Scan the data for "sqlx" and copy each matching line.

····················

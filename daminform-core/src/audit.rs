use async_trait::async_trait;
use chrono::Utc;
use daminform_model::Severity;
use sqlx::PgPool;
use tracing::warn;

/// Durable audit log. Every engine component writes through this; nothing
/// in the engine reads it back (the log report is an HTTP-layer concern).
///
/// The sink is write-only and must never take down the operation that is
/// logging, so `record` is infallible from the caller's point of view;
/// implementations deal with their own failures.
#[async_trait]
pub trait AuditSink: Send + Sync {
    async fn record(&self, message: &str, ticket: &str, severity: Severity);
}

/// Component string stamped on every audit row written by this build.
const COMPONENT: &str = concat!("daminform v", env!("CARGO_PKG_VERSION"));

/// Audit sink backed by the `public.log` table.
#[derive(Debug, Clone)]
pub struct PgAuditSink {
    pool: PgPool,
}

impl PgAuditSink {
    pub fn new(pool: PgPool) -> Self {
        Self { pool }
    }
}

#[async_trait]
impl AuditSink for PgAuditSink {
    async fn record(&self, message: &str, ticket: &str, severity: Severity) {
        let result = sqlx::query(
            r#"
            INSERT INTO public.log
                (message, messagetime, fromcomponent, focusticket, logtype)
            VALUES ($1, $2, $3, $4, $5)
            "#,
        )
        .bind(message)
        .bind(Utc::now())
        .bind(COMPONENT)
        .bind(ticket)
        .bind(severity.as_str())
        .execute(&self.pool)
        .await;

        if let Err(e) = result {
            warn!("audit write failed ({severity}): {message}: {e}");
        }
    }
}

····················

RESULT:
use sqlx::PgPool;
        let result = sqlx::query(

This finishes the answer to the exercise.